Often, mainstream investors and traders avoid these types of stocks seeing that their low volume results in less liquidity and makes way for price manipulation. Newer and small organizations are unduly depicted in low-volume stocks.
Such companies can stop existing, leaving investors reeling from losses. Still, low-volume stocks could have various benefits. Read on to understand strategies you can leverage to engage in low-volume trading and earn a profit.
Determine Your Approach?
Before engaging in low-volume stock trading, consider determining your approach. Do you want a short-term arrangement or are you interested in a long-term investment in a less popular but promising organization?
Short-term traders can gain profits from the random price fluctuations of low-volume stocks. Seeing that fewer shares are traded, the stock price is highly likely to change drastically. However, traders always face a risk in that they cannot sell or purchase the stock for maximal profit because the stock lacks liquidity.
Long-term low-volume stock investors should strive to evaluate and understand an organization’s business prospects. Research low-volume stocks extensively and be conversant with the company before investing.
Seasoned traders understand the many less popular organizations listed on over-the-counter stock exchanges regularly to raise capital. However, not many of them succeed in the end. Apart from choosing between a long-term and short-term approach, investors should consider other factors as seen below.
Embark on the market maker task with lowly traded stocks where there are none or just a few. A market maker chooses one or even two stocks and decides to purchase or dispose of them by quoting ask and bid price. By doing so, they facilitate selling and buying to generate and sustain liquidity.
While executing this task, the trader can leverage low liquidity by providing broad-bid ask spreads to the trading colleagues and retaining the difference. Always have a backup strategy and assume a limited position instead of accumulating a massive inventory whose offloading may prove difficult.
While some company names are huge today, their stocks were not popular some time back. What’s more, the stocks traded are overly low volumes. People who managed to invest in such companies early increased their investments numerous times. They opted to invest in what some people in the financial sector refer to as multibaggers.
A multibagger is an organization whose stock rises value-wise many times over its initial value. An investor whose initial investment was $1,000 and got up to ten times the amount to hit $10,000 is said to have a 10-bagger. Investors who are conversant with the industry, and research extensively are likely to increase their initial investment ten-fold.
Rewards from Corporate Actions
A stock’s low trading volume is not always due to its popularity. Some stocks often trade in such a manner as a result of their overly high stock price. A good example, in this case, would be BRK-A (Berkshire Hathaway’s Class A) stocks which trade at a colossal price of more than $200,000 per share.
The average trading number a mere 320 shares a day. SEB (seaboard) stocks trade at $3,750 each share and the average traded shares per day is 470. With such stocks, a corporate undertaking such as stock separation can lower prices and increase trading volumes.
The result of such an action would be more liquidity and more market participation with substantial returns. However, predicting where corporate moves should occur remains a big challenge.
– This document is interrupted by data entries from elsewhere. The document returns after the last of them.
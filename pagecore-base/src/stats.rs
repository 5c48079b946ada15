//! Process-shared counters and histograms
//!
//! Every component in the workspace reports through [`Statistics`]
//! handles. The backing store is chosen at startup:
//!
//! * `init_root` creates a shared segment (root process),
//! * `attach_child` maps an existing segment (child processes),
//! * `local` keeps everything on the heap (tests, single-process runs),
//! * attach failure degrades silently to no-op handles reporting `-1`.
//!
//! Per-variable segment layout is `(lock cell, value cell)`; histograms
//! carry a lock cell, count, sum, and a log-scale bucket array.

use std::collections::HashMap;
use std::sync::Arc;
use std::sync::atomic::{AtomicI64, Ordering};

use tracing::{debug, warn};

use crate::sharedmem::{SharedMemRuntime, SharedSegment};

/// Buckets per histogram: one per power of two of the sample value.
const HISTOGRAM_BUCKETS: usize = 40;

/// Cells per variable: lock + value.
const VAR_CELLS: usize = 2;

/// Cells per histogram: lock + count + sum + buckets.
const HIST_HEADER_CELLS: usize = 3;
const HIST_CELLS: usize = HIST_HEADER_CELLS + HISTOGRAM_BUCKETS;

enum Cells {
    Shared(SharedSegment),
    Local(Vec<AtomicI64>),
}

impl Cells {
    fn cell(&self, index: usize) -> &AtomicI64 {
        match self {
            Cells::Shared(seg) => seg.cell(index),
            Cells::Local(v) => &v[index],
        }
    }

    fn lock(&self, index: usize) {
        match self {
            Cells::Shared(seg) => seg.lock_cell(index),
            Cells::Local(v) => {
                while v[index]
                    .compare_exchange_weak(0, 1, Ordering::Acquire, Ordering::Relaxed)
                    .is_err()
                {
                    std::hint::spin_loop();
                }
            }
        }
    }

    fn unlock(&self, index: usize) {
        self.cell(index).store(0, Ordering::Release);
    }
}

/// Registers counter and histogram names before the backing store
/// exists. Registration order fixes the segment layout, so root and
/// children must register the same names in the same order.
#[derive(Default)]
pub struct StatisticsBuilder {
    variables: Vec<String>,
    histograms: Vec<String>,
}

impl StatisticsBuilder {
    pub fn new() -> Self {
        Self::default()
    }

    /// Register a counter.
    pub fn add_variable(mut self, name: impl Into<String>) -> Self {
        self.variables.push(name.into());
        self
    }

    /// Register a histogram.
    pub fn add_histogram(mut self, name: impl Into<String>) -> Self {
        self.histograms.push(name.into());
        self
    }

    fn layout(&self) -> (HashMap<String, usize>, HashMap<String, usize>, usize) {
        let mut var_index = HashMap::new();
        let mut hist_index = HashMap::new();
        let mut next = 0usize;
        for name in &self.variables {
            var_index.insert(name.clone(), next);
            next += VAR_CELLS;
        }
        for name in &self.histograms {
            hist_index.insert(name.clone(), next);
            next += HIST_CELLS;
        }
        (var_index, hist_index, next)
    }

    /// Create the shared segment. Root process only.
    pub fn init_root(self, runtime: &dyn SharedMemRuntime, segment_name: &str) -> Statistics {
        let (var_index, hist_index, cells) = self.layout();
        match runtime.create_segment(segment_name, cells.max(1)) {
            Ok(seg) => {
                debug!("Statistics segment {segment_name} created ({cells} cells)");
                Statistics {
                    cells: Some(Arc::new(Cells::Shared(seg))),
                    var_index,
                    hist_index,
                }
            }
            Err(e) => {
                warn!("Statistics degraded to no-op: {e}");
                Statistics {
                    cells: None,
                    var_index,
                    hist_index,
                }
            }
        }
    }

    /// Attach to the root-created segment. Child processes.
    pub fn attach_child(self, runtime: &dyn SharedMemRuntime, segment_name: &str) -> Statistics {
        let (var_index, hist_index, cells) = self.layout();
        match runtime.attach_segment(segment_name, cells.max(1)) {
            Ok(seg) => Statistics {
                cells: Some(Arc::new(Cells::Shared(seg))),
                var_index,
                hist_index,
            },
            Err(e) => {
                warn!("Statistics attach failed, degrading to no-op: {e}");
                Statistics {
                    cells: None,
                    var_index,
                    hist_index,
                }
            }
        }
    }

    /// Heap-backed statistics for tests and single-process mode.
    pub fn local(self) -> Statistics {
        let (var_index, hist_index, cells) = self.layout();
        let mut v = Vec::with_capacity(cells);
        v.resize_with(cells, || AtomicI64::new(0));
        Statistics {
            cells: Some(Arc::new(Cells::Local(v))),
            var_index,
            hist_index,
        }
    }
}

/// Registry of counters and histograms over one backing store.
#[derive(Clone)]
pub struct Statistics {
    cells: Option<Arc<Cells>>,
    var_index: HashMap<String, usize>,
    hist_index: HashMap<String, usize>,
}

impl Statistics {
    pub fn builder() -> StatisticsBuilder {
        StatisticsBuilder::new()
    }

    /// A registry with no names and no storage; every handle is a no-op.
    pub fn noop() -> Self {
        Self {
            cells: None,
            var_index: HashMap::new(),
            hist_index: HashMap::new(),
        }
    }

    /// Look up a counter handle. Unknown names and degraded registries
    /// yield a no-op handle.
    pub fn find_variable(&self, name: &str) -> Variable {
        let base = self.var_index.get(name).copied();
        match (&self.cells, base) {
            (Some(cells), Some(base)) => Variable {
                cells: Some(Arc::clone(cells)),
                base,
            },
            _ => Variable {
                cells: None,
                base: 0,
            },
        }
    }

    /// Look up a histogram handle.
    pub fn find_histogram(&self, name: &str) -> Histogram {
        let base = self.hist_index.get(name).copied();
        match (&self.cells, base) {
            (Some(cells), Some(base)) => Histogram {
                cells: Some(Arc::clone(cells)),
                base,
            },
            _ => Histogram {
                cells: None,
                base: 0,
            },
        }
    }
}

/// Counter handle. Cheap to clone; no-op when degraded.
#[derive(Clone)]
pub struct Variable {
    cells: Option<Arc<Cells>>,
    base: usize,
}

impl Variable {
    /// A handle that records nothing and reads `-1`.
    pub fn noop() -> Self {
        Self {
            cells: None,
            base: 0,
        }
    }

    pub fn add(&self, delta: i64) {
        if let Some(cells) = &self.cells {
            cells.cell(self.base + 1).fetch_add(delta, Ordering::Relaxed);
        }
    }

    pub fn set(&self, value: i64) {
        if let Some(cells) = &self.cells {
            cells.lock(self.base);
            cells.cell(self.base + 1).store(value, Ordering::Relaxed);
            cells.unlock(self.base);
        }
    }

    /// Current value, or `-1` when degraded.
    pub fn get(&self) -> i64 {
        match &self.cells {
            Some(cells) => cells.cell(self.base + 1).load(Ordering::Relaxed),
            None => -1,
        }
    }
}

/// Log-bucketed histogram handle.
#[derive(Clone)]
pub struct Histogram {
    cells: Option<Arc<Cells>>,
    base: usize,
}

impl Histogram {
    pub fn noop() -> Self {
        Self {
            cells: None,
            base: 0,
        }
    }

    fn bucket_for(value: i64) -> usize {
        let v = value.max(0) as u64;
        let b = (64 - v.leading_zeros()) as usize;
        b.min(HISTOGRAM_BUCKETS - 1)
    }

    pub fn add_sample(&self, value: i64) {
        let Some(cells) = &self.cells else { return };
        cells.lock(self.base);
        cells.cell(self.base + 1).fetch_add(1, Ordering::Relaxed);
        cells
            .cell(self.base + 2)
            .fetch_add(value.max(0), Ordering::Relaxed);
        let bucket = Self::bucket_for(value);
        cells
            .cell(self.base + HIST_HEADER_CELLS + bucket)
            .fetch_add(1, Ordering::Relaxed);
        cells.unlock(self.base);
    }

    /// Number of recorded samples, or `-1` when degraded.
    pub fn count(&self) -> i64 {
        match &self.cells {
            Some(cells) => cells.cell(self.base + 1).load(Ordering::Relaxed),
            None => -1,
        }
    }

    /// Mean of recorded samples; `0.0` when empty or degraded.
    pub fn average(&self) -> f64 {
        let Some(cells) = &self.cells else { return 0.0 };
        let count = cells.cell(self.base + 1).load(Ordering::Relaxed);
        if count <= 0 {
            return 0.0;
        }
        let sum = cells.cell(self.base + 2).load(Ordering::Relaxed);
        sum as f64 / count as f64
    }

    /// Approximate percentile (0.0..=100.0) from bucket lower bounds.
    pub fn percentile(&self, p: f64) -> f64 {
        let Some(cells) = &self.cells else { return 0.0 };
        let count = cells.cell(self.base + 1).load(Ordering::Relaxed);
        if count <= 0 {
            return 0.0;
        }
        let target = (p.clamp(0.0, 100.0) / 100.0 * count as f64).ceil() as i64;
        let mut seen = 0i64;
        for bucket in 0..HISTOGRAM_BUCKETS {
            seen += cells
                .cell(self.base + HIST_HEADER_CELLS + bucket)
                .load(Ordering::Relaxed);
            if seen >= target {
                return if bucket == 0 { 0.0 } else { (1u64 << (bucket - 1)) as f64 };
            }
        }
        0.0
    }
}

/// Duplicates every write into a per-vhost local registry and a global
/// aggregate registry, so operators can read either.
#[derive(Clone)]
pub struct SplitStatistics {
    local: Statistics,
    global: Statistics,
}

impl SplitStatistics {
    pub fn new(local: Statistics, global: Statistics) -> Self {
        Self { local, global }
    }

    pub fn find_variable(&self, name: &str) -> SplitVariable {
        SplitVariable {
            local: self.local.find_variable(name),
            global: self.global.find_variable(name),
        }
    }

    pub fn find_histogram(&self, name: &str) -> SplitHistogram {
        SplitHistogram {
            local: self.local.find_histogram(name),
            global: self.global.find_histogram(name),
        }
    }

    pub fn local(&self) -> &Statistics {
        &self.local
    }

    pub fn global(&self) -> &Statistics {
        &self.global
    }
}

/// Counter writing to both stores, reading from the vhost-local one.
#[derive(Clone)]
pub struct SplitVariable {
    local: Variable,
    global: Variable,
}

impl SplitVariable {
    pub fn add(&self, delta: i64) {
        self.local.add(delta);
        self.global.add(delta);
    }

    pub fn get(&self) -> i64 {
        self.local.get()
    }

    pub fn global_value(&self) -> i64 {
        self.global.get()
    }
}

/// Histogram writing to both stores.
#[derive(Clone)]
pub struct SplitHistogram {
    local: Histogram,
    global: Histogram,
}

impl SplitHistogram {
    pub fn add_sample(&self, value: i64) {
        self.local.add_sample(value);
        self.global.add_sample(value);
    }

    pub fn count(&self) -> i64 {
        self.local.count()
    }
}

#[cfg(test)]
mod tests {
    use super::*;
    use crate::sharedmem::{MmapSharedMem, NullSharedMem};
    use tempfile::TempDir;

    fn registered() -> StatisticsBuilder {
        Statistics::builder()
            .add_variable("cache_hits")
            .add_variable("cache_misses")
            .add_histogram("fetch_latency_us")
    }

    #[test]
    fn test_local_counters() {
        let stats = registered().local();
        let hits = stats.find_variable("cache_hits");
        hits.add(3);
        hits.add(2);
        assert_eq!(hits.get(), 5);
        hits.set(10);
        assert_eq!(hits.get(), 10);
        assert_eq!(stats.find_variable("cache_misses").get(), 0);
    }

    #[test]
    fn test_unknown_variable_degrades() {
        let stats = registered().local();
        let v = stats.find_variable("never_registered");
        v.add(5);
        assert_eq!(v.get(), -1);
    }

    #[test]
    fn test_null_runtime_degrades_silently() {
        let stats = registered().init_root(&NullSharedMem, "stats");
        let hits = stats.find_variable("cache_hits");
        hits.add(1);
        assert_eq!(hits.get(), -1);
        let hist = stats.find_histogram("fetch_latency_us");
        hist.add_sample(100);
        assert_eq!(hist.count(), -1);
    }

    #[test]
    fn test_shared_root_and_child_see_same_values() {
        let dir = TempDir::new().unwrap();
        let runtime = MmapSharedMem::new(dir.path(), "pc.");
        let root = registered().init_root(&runtime, "global");
        root.find_variable("cache_hits").add(7);

        let child = registered().attach_child(&runtime, "global");
        assert_eq!(child.find_variable("cache_hits").get(), 7);
        child.find_variable("cache_hits").add(1);
        assert_eq!(root.find_variable("cache_hits").get(), 8);
    }

    #[test]
    fn test_histogram_stats() {
        let stats = registered().local();
        let hist = stats.find_histogram("fetch_latency_us");
        for v in [100, 200, 400, 800] {
            hist.add_sample(v);
        }
        assert_eq!(hist.count(), 4);
        assert!((hist.average() - 375.0).abs() < f64::EPSILON);
        assert!(hist.percentile(100.0) >= 512.0);
    }

    #[test]
    fn test_split_statistics_duplicate_writes() {
        let local = registered().local();
        let global = registered().local();
        let split = SplitStatistics::new(local, global);
        let hits = split.find_variable("cache_hits");
        hits.add(4);
        assert_eq!(hits.get(), 4);
        assert_eq!(hits.global_value(), 4);
        assert_eq!(split.global().find_variable("cache_hits").get(), 4);
    }
}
Low-volume trading of stocks can be due to global or local macroeconomic factors. A country could be experiencing a recession or a slowdown with inflation or high-interest rates. During such periods there will be reduced activity in stock trading. Under such circumstances, stocks that were previously lowly traded often perform more dismally. Slowdowns and recessions nearly always reverse or subside with time.
Seasoned investors can bank on surplus capital to invest in promising organizations that will perform well in the long haul. Always consult financial experts regardless of your trading goals and strategy.
Low-volume stock trading is risky and potential benefits are prone to external factors that investors have no control over. An investor can adopt a long-term point of view, invest with the surplus money that they may have at their disposal, and choose stocks with excellent business potential.